Directed by Tim Wardle. Starring Bobby Shafran, David Kellman, Eddy Galland.
The Plot: New York, 1980. 19-year-old Bobby Shafran joins a community college, whereupon many people welcome him back, hug him and even kiss him. Confused, he soon discovers that he has not a doppleganger but an identical twin at the same university – David Kellman. They were separated at birth and never knew of each other’s existence. The story breaks out into the media whereupon a third identical brother, Eddy Galland, comes forward. Their remarkably similar behaviour and life experiences makes them instant celebrities. After the initial excitement of discovering each other, they come to query why they were separated in the first place by an adoption agency. That’s just the beginning of a story that went from amazing to incredible to downright troubling…
The Verdict: The well-worn phrase ‘truth is stranger than fiction’ could very well have been invented for Three Identical Strangers. It’s a documentary about a real-life story that even Hollywood couldn’t dream up in its wildest moments of excess. It relates the story of triplet brothers separated at birth, who later discovered that they were all living within 100 miles but with no awareness at all of each other.
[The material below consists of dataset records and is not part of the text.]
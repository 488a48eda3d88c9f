//! Typed client for shardline stream services.
//!
//! Requests are assembled with immutable `*Input` builders and validated
//! before anything is handed to a [`Transport`](transport::Transport).
//! Listings can be fetched a page at a time or driven to exhaustion by a
//! [`Paginator`](pagination::Paginator), which follows the exclusive-start
//! cursor of each page.
//!
//! ```no_run
//! # async fn demo(transport: impl shardline_sdk::transport::Transport) -> Result<(), shardline_sdk::error::SdkError> {
//! use futures::TryStreamExt;
//! use shardline_sdk::{Client, types::ListAllStreamsInput};
//!
//! let client = Client::new(transport);
//! let names: Vec<_> = client
//!     .list_all_streams(ListAllStreamsInput::new().with_page_size(50))
//!     .into_stream()
//!     .try_collect()
//!     .await
//!     .map_err(|aborted| aborted.source)?;
//! # let _ = names;
//! # Ok(())
//! # }
//! ```

mod client;

pub mod error;
pub mod pagination;
pub mod transport;
pub mod types;

pub use client::{Client, DescribeStreamSource, ListStreamsSource, ListTagsSource};
pub use futures;
use shardline_api::v1::{
    Empty,
    stream::{
        CreateStreamRequest, DeleteStreamRequest, DescribeStreamRequest, DescribeStreamResponse,
        ListStreamsRequest, ListStreamsResponse, RetentionPeriodRequest, UpdateShardCountRequest,
        UpdateShardCountResponse,
    },
};
use shardline_common::types::stream::RetentionChange;

use super::error::ServiceError;
use crate::backend::Backend;

pub fn create_stream(
    backend: &Backend,
    request: CreateStreamRequest,
) -> Result<Empty, ServiceError> {
    backend.create_stream(request.stream_name, request.shard_count)?;
    Ok(Empty {})
}

pub fn delete_stream(
    backend: &Backend,
    request: DeleteStreamRequest,
) -> Result<Empty, ServiceError> {
    backend.delete_stream(request.stream_name)?;
    Ok(Empty {})
}

pub fn describe_stream(
    backend: &Backend,
    request: DescribeStreamRequest,
) -> Result<DescribeStreamResponse, ServiceError> {
    let description = backend.describe_stream(
        request.stream_name,
        request.limit,
        request.exclusive_start_shard_id,
    )?;
    Ok(DescribeStreamResponse {
        stream_description: description.into(),
    })
}

pub fn list_streams(
    backend: &Backend,
    request: ListStreamsRequest,
) -> Result<ListStreamsResponse, ServiceError> {
    let page = backend.list_streams(request.limit, request.exclusive_start_stream_name)?;
    Ok(page.into())
}

pub fn update_retention_period(
    backend: &Backend,
    change: RetentionChange,
    request: RetentionPeriodRequest,
) -> Result<Empty, ServiceError> {
    backend.update_retention_period(
        request.stream_name,
        change,
        request.retention_period_hours,
    )?;
    Ok(Empty {})
}

pub fn update_shard_count(
    backend: &Backend,
    request: UpdateShardCountRequest,
) -> Result<UpdateShardCountResponse, ServiceError> {
    let current_shard_count =
        backend.update_shard_count(request.stream_name.clone(), request.target_shard_count)?;
    Ok(UpdateShardCountResponse {
        stream_name: request.stream_name,
        current_shard_count,
        target_shard_count: request.target_shard_count,
    })
}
The first part of the film deals with the remarkable discovery, the second part… Well, that would be spoiling things. This is a film that works best with only a basic knowledge of what it’s about. It’s enough to state the film develops into a thought-provoking discussion of its themes. Then it really blows your socks off with its labyrinthine twists and turns.
The basic plot of this documentary would be enough to make an intriguing documentary or an interesting dramatisation with a feel-good factor. Director Tim Wardle and his skilful Irish editor Michael Harte instead dig deeper on an investigative level to get into some meaty subject matter. That’s what elevates this film from being fascinating to truly masterful, putting Wardle right up there instantly with the best contemporary documentarians like Kevin Macdonald, Errol Morris and Alex Gibney. The film is so carefully structured that its secrets are revealed layer by layer, drawing the viewer deeper into its complexity. The viewer discovers it along with the brothers themselves, as they relate their jaw-dropping story one step at a time.
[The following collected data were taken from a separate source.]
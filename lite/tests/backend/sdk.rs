use futures::TryStreamExt;
use rstest::rstest;
use serde_json::json;
use shardline_api::v1::{Operation, error::ErrorCode};
use shardline_common::types::stream::StreamStatus;
use shardline_lite::handlers::v1::LiteTransport;
use shardline_sdk::{
    error::SdkError,
    transport::Transport,
    types::{
        AddTagsToStreamInput, CreateStreamInput, DeleteStreamInput, DescribeStreamInput,
        ListAllShardsInput, ListAllStreamsInput, ListAllTagsInput, RetentionPeriodInput,
        UpdateShardCountInput,
    },
};

use crate::common::*;

#[rstest]
#[case(1)]
#[case(3)]
#[case(7)]
#[case(100)]
#[tokio::test]
async fn test_listing_across_pages_matches_full_listing(#[case] page_size: usize) {
    let backend = create_backend();
    let client = create_client(&backend);
    for i in 0..23 {
        client
            .create_stream(CreateStreamInput::new(test_stream_name(&format!("{i:02}"))))
            .await
            .unwrap();
    }

    let listed = client
        .list_all_streams(ListAllStreamsInput::new().with_page_size(page_size))
        .collect_all()
        .await
        .unwrap();
    let expected = backend.list_streams(Some(10_000), None).unwrap().values;
    assert_eq!(listed.len(), 23);
    assert_eq!(listed, expected);
}

#[tokio::test]
async fn test_shard_listing_after_rescale() {
    let backend = create_backend();
    let client = create_client(&backend);
    let stream = test_stream_name("sdk-shards");

    client
        .create_stream(CreateStreamInput::new(stream.clone()).with_shard_count(4))
        .await
        .unwrap();
    let output = client
        .update_shard_count(UpdateShardCountInput::new(stream.clone(), 8))
        .await
        .unwrap();
    assert_eq!(output.current_shard_count, 4);
    assert_eq!(output.target_shard_count, 8);

    let shards: Vec<_> = client
        .list_all_shards(ListAllShardsInput::new(stream.clone()).with_page_size(3))
        .into_stream()
        .try_collect()
        .await
        .unwrap();
    assert_eq!(shards.len(), 12);
    assert_eq!(shards.iter().filter(|s| s.is_open()).count(), 8);

    let limits = client.describe_limits().await.unwrap();
    assert_eq!(limits.open_shard_count, 8);

    let description = client
        .describe_stream(DescribeStreamInput::new(stream).with_limit(1))
        .await
        .unwrap();
    assert_eq!(description.status, StreamStatus::Active);
    assert!(description.shards.has_more);
}

#[tokio::test]
async fn test_tags_round_trip() {
    let backend = create_backend();
    let client = create_client(&backend);
    let stream = test_stream_name("sdk-tags");
    client
        .create_stream(CreateStreamInput::new(stream.clone()))
        .await
        .unwrap();

    for batch in 0..3 {
        let input = (0..10).fold(AddTagsToStreamInput::new(stream.clone()), |input, i| {
            let (key, value) = tag(&format!("key-{batch}-{i}"), "value");
            input.with_tag(key, value)
        });
        client.add_tags_to_stream(input).await.unwrap();
    }

    let tags = client
        .list_all_tags(ListAllTagsInput::new(stream).with_page_size(50))
        .collect_all()
        .await
        .unwrap();
    assert_eq!(tags.len(), 30);
    assert!(tags.windows(2).all(|w| w[0].key < w[1].key));
}

#[tokio::test]
async fn test_service_errors_map_to_codes() {
    let backend = create_backend();
    let client = create_client(&backend);
    let stream = test_stream_name("sdk-errors");

    let missing = client
        .delete_stream(DeleteStreamInput::new(stream.clone()))
        .await
        .unwrap_err();
    assert_eq!(missing.code(), Some(ErrorCode::ResourceNotFound));

    client
        .create_stream(CreateStreamInput::new(stream.clone()))
        .await
        .unwrap();
    let in_use = client
        .create_stream(CreateStreamInput::new(stream.clone()))
        .await
        .unwrap_err();
    assert_eq!(in_use.code(), Some(ErrorCode::ResourceInUse));

    // Passes local validation, but 24 is not below the current retention.
    let wrong_way = client
        .decrease_stream_retention_period(RetentionPeriodInput::decrease(stream, 24))
        .await
        .unwrap_err();
    assert!(matches!(
        wrong_way,
        SdkError::Transport { operation: Operation::DecreaseStreamRetentionPeriod, ref source }
            if source.code == ErrorCode::InvalidArgument
    ));
}

#[tokio::test]
async fn test_transport_rejects_bad_bodies() {
    let transport = LiteTransport::new(create_backend());

    let malformed = transport
        .execute(Operation::CreateStream, json!({"StreamName": "bad name!", "ShardCount": 1}))
        .await
        .unwrap_err();
    assert_eq!(malformed.code, ErrorCode::InvalidArgument);
    assert!(malformed.message.contains("StreamName"), "{malformed}");

    let wrong_shape = transport
        .execute(Operation::ListStreams, json!("nope"))
        .await
        .unwrap_err();
    assert_eq!(wrong_shape.code, ErrorCode::InvalidArgument);
}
Wardle draws in a generous amount of other interviewees, from family members to wives, friends and investigative journalists. He creates a tapestry of varying opinions about what happened, why it happened and where we go from here in questioning the actions of other parties. It’s a mostly balanced analysis, showing a maturity and level of understanding that the material so clearly demands (the slight imbalance can be attributed to a certain reluctance from some parties). The interviewees, especially the brothers, are open, frank and admitting of their flaws. There’s a sense of time lost, a childhood together that they had a right to but missed out on. It’s an inhumane story of child separation… but told with an ever-present humane attention to detail.
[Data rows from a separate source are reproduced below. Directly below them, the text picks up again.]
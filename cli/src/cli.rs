use std::path::PathBuf;

use clap::{Args, Parser, Subcommand, builder::styling};
use shardline_sdk::types::{
    ExclusiveStartShardId, ExclusiveStartStreamName, ExclusiveStartTagKey, StreamName, TagKey,
};

use crate::types::TagArg;

const STYLES: styling::Styles = styling::Styles::styled()
    .header(styling::AnsiColor::Green.on_default().bold())
    .usage(styling::AnsiColor::Green.on_default().bold())
    .literal(styling::AnsiColor::Blue.on_default().bold())
    .placeholder(styling::AnsiColor::Cyan.on_default());

const GENERAL_USAGE: &str = color_print::cstr!(
    r#"
    <dim>$</dim> <bold>shardline create-stream orders --shard-count 4</bold>
    <dim>$</dim> <bold>shardline list-streams --limit 100</bold>
    "#
);

#[derive(Parser, Debug)]
#[command(name = "shardline", version, override_usage = GENERAL_USAGE, styles = STYLES)]
pub struct Cli {
    /// Service state file. Overrides the `state_file` config key.
    #[arg(long, global = true, value_name = "PATH")]
    pub state_file: Option<PathBuf>,

    #[command(subcommand)]
    pub command: Command,
}

#[derive(Subcommand, Debug)]
pub enum Command {
    /// Manage CLI configuration.
    #[command(subcommand)]
    Config(ConfigCommand),

    /// Create a stream.
    CreateStream(CreateStreamArgs),

    /// Delete a stream.
    DeleteStream {
        /// Name of the stream to delete.
        stream: StreamName,
    },

    /// Describe a stream and one page of its shards.
    DescribeStream(DescribeStreamArgs),

    /// List every shard of a stream, following pages.
    ListShards(ListShardsArgs),

    /// List streams.
    ListStreams(ListStreamsArgs),

    /// Increase the retention period of a stream.
    IncreaseStreamRetentionPeriod(RetentionArgs),

    /// Decrease the retention period of a stream.
    DecreaseStreamRetentionPeriod(RetentionArgs),

    /// Uniformly rescale the open shards of a stream.
    ///
    /// The target must be between half and double the current open shard
    /// count.
    UpdateShardCount(UpdateShardCountArgs),

    /// Add or overwrite tags on a stream.
    AddTagsToStream(AddTagsArgs),

    /// Remove tags from a stream. Keys that are not present are ignored.
    RemoveTagsFromStream(RemoveTagsArgs),

    /// List the tags of a stream.
    ListTagsForStream(ListTagsArgs),

    /// Show the account shard limit and how much of it is in use.
    DescribeLimits,
}

impl Command {
    /// Whether a successful run changes service state that must be saved.
    pub fn is_mutation(&self) -> bool {
        matches!(
            self,
            Self::CreateStream(..)
                | Self::DeleteStream { .. }
                | Self::IncreaseStreamRetentionPeriod(..)
                | Self::DecreaseStreamRetentionPeriod(..)
                | Self::UpdateShardCount(..)
                | Self::AddTagsToStream(..)
                | Self::RemoveTagsFromStream(..)
        )
    }
}

#[derive(Subcommand, Debug)]
pub enum ConfigCommand {
    /// List all configuration values.
    List,
    /// Get a configuration value.
    Get {
        /// Config key
        key: crate::config::ConfigKey,
    },
    /// Set a configuration value.
    Set {
        /// Config key
        key: crate::config::ConfigKey,
        /// Value to set
        value: String,
    },
    /// Unset a configuration value.
    Unset {
        /// Config key
        key: crate::config::ConfigKey,
    },
}

#[derive(Args, Debug)]
pub struct CreateStreamArgs {
    /// Name of the stream to create.
    pub stream: StreamName,

    /// Number of shards the stream starts with.
    #[arg(short = 'c', long, default_value_t = 1)]
    pub shard_count: u32,
}

#[derive(Args, Debug)]
pub struct DescribeStreamArgs {
    /// Name of the stream to describe.
    pub stream: StreamName,

    /// Maximum number of shards to include (max 10000).
    #[arg(short = 'n', long)]
    pub limit: Option<usize>,

    /// Only include shards whose id sorts after this one.
    #[arg(short = 's', long)]
    pub start_after: Option<ExclusiveStartShardId>,
}

#[derive(Args, Debug)]
pub struct ListShardsArgs {
    /// Name of the stream.
    pub stream: StreamName,

    /// Only list shards whose id sorts after this one.
    #[arg(short = 's', long)]
    pub start_after: Option<ExclusiveStartShardId>,

    /// Only list open shards.
    #[arg(long, default_value_t = false)]
    pub open: bool,
}

#[derive(Args, Debug)]
pub struct ListStreamsArgs {
    /// Filter to stream names that lexicographically start after this name.
    #[arg(short = 's', long)]
    pub start_after: Option<ExclusiveStartStreamName>,

    /// Limit the number of streams to return. Acts as page size (max 10000) when using
    /// --no-auto-paginate.
    #[arg(short = 'n', long)]
    pub limit: Option<usize>,

    /// Returns only a single page of streams instead of auto-paginating.
    #[arg(long, default_value_t = false)]
    pub no_auto_paginate: bool,
}

#[derive(Args, Debug)]
pub struct RetentionArgs {
    /// Name of the stream.
    pub stream: StreamName,

    /// New retention period in hours.
    pub hours: u32,
}

#[derive(Args, Debug)]
pub struct UpdateShardCountArgs {
    /// Name of the stream.
    pub stream: StreamName,

    /// Open shard count after scaling.
    pub target_shard_count: u32,
}

#[derive(Args, Debug)]
pub struct AddTagsArgs {
    /// Name of the stream.
    pub stream: StreamName,

    /// Tags in the form `key=value`.
    #[arg(required = true, value_name = "KEY=VALUE")]
    pub tags: Vec<TagArg>,
}

#[derive(Args, Debug)]
pub struct RemoveTagsArgs {
    /// Name of the stream.
    pub stream: StreamName,

    /// Keys of the tags to remove.
    #[arg(required = true)]
    pub keys: Vec<TagKey>,
}

#[derive(Args, Debug)]
pub struct ListTagsArgs {
    /// Name of the stream.
    pub stream: StreamName,

    /// Only list tags whose key sorts after this one.
    #[arg(short = 's', long)]
    pub start_after: Option<ExclusiveStartTagKey>,

    /// Limit the number of tags to return. Acts as page size (max 50) when using
    /// --no-auto-paginate.
    #[arg(short = 'n', long)]
    pub limit: Option<usize>,

    /// Returns only a single page of tags instead of auto-paginating.
    #[arg(long, default_value_t = false)]
    pub no_auto_paginate: bool,
}

#[cfg(test)]
mod tests {
    use clap::{CommandFactory, Parser};
    use rstest::rstest;

    use super::{Cli, Command};

    #[test]
    fn verify_cli() {
        Cli::command().debug_assert();
    }

    #[rstest]
    #[case(&["shardline", "create-stream", "orders"], true)]
    #[case(&["shardline", "describe-stream", "orders"], false)]
    #[case(&["shardline", "add-tags-to-stream", "orders", "env=prod"], true)]
    #[case(&["shardline", "describe-limits"], false)]
    #[case(&["shardline", "list-shards", "orders", "--open"], false)]
    fn mutations(#[case] args: &[&str], #[case] mutation: bool) {
        let cli = Cli::try_parse_from(args).expect("parse");
        assert_eq!(cli.command.is_mutation(), mutation);
    }

    #[test]
    fn state_file_is_global() {
        let cli = Cli::try_parse_from(["shardline", "describe-limits", "--state-file", "s.json"])
            .expect("parse");
        assert_eq!(cli.state_file.as_deref(), Some("s.json".as_ref()));
        assert!(matches!(cli.command, Command::DescribeLimits));
    }

    #[rstest]
    #[case(&["shardline", "create-stream", "bad name!"])]
    #[case(&["shardline", "add-tags-to-stream", "orders", "novalue"])]
    #[case(&["shardline", "remove-tags-from-stream", "orders"])]
    #[case(&["shardline", "update-shard-count", "orders", "-1"])]
    fn rejected_arguments(#[case] args: &[&str]) {
        assert!(Cli::try_parse_from(args).is_err());
    }
}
That level of delicate consideration from Wardle and Harte in their narrative makes this an outstanding documentary that’s every bit as thrilling and provocative as a dramatic feature. From the opening frame when Bobby sits down and says that it’s true, every word of it to the closing question mark thought, not a foot is set wrong. That’s rare for a first timer. With a supreme command of his material, Wardle mines it for maximum impact and delivers a gut punch of a film that rams home its core message about the importance of brotherhood, family and parenting. If you see one documentary film this year, then this is it. Truly remarkable in every respect.